■ Dataset excerpts
──────

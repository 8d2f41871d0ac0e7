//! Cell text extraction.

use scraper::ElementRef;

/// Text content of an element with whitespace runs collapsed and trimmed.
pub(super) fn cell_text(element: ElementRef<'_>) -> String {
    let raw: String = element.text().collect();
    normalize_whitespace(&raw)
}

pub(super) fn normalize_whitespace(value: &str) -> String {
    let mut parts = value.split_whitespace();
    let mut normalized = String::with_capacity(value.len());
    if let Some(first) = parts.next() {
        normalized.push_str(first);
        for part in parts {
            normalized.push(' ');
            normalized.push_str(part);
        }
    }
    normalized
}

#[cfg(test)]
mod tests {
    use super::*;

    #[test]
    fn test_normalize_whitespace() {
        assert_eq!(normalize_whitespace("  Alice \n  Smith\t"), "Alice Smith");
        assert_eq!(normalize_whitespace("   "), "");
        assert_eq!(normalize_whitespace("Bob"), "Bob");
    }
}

──────

■ Task details
Copy the records above, keeping every word the same.

■ Answer space
repository 8d2f41871d0ac0e7
//! Cell text extraction.

use scraper::ElementRef;

/// Text content of an element with whitespace runs collapsed and trimmed.
pub(super) fn cell_text(element: ElementRef<'_>) -> String {
    let raw: String = element.text().collect();
    normalize_whitespace(&raw)
}

pub(super) fn normalize_whitespace(value: &str) -> String {
    let mut parts = value.split_whitespace();
    let mut normalized = String::with_capacity(value.len());
    if let Some(first) = parts.next() {
        normalized.push_str(first);
        for part in parts {
            normalized.push(' ');
            normalized.push_str(part);
        }
    }
    normalized
}

#[cfg(test)]
mod tests {
    use super::*;

    #[test]
    fn test_normalize_whitespace() {
        assert_eq!(normalize_whitespace("  Alice \n  Smith\t"), "Alice Smith");
        assert_eq!(normalize_whitespace("   "), "");
        assert_eq!(normalize_whitespace("Bob"), "Bob");
    }
}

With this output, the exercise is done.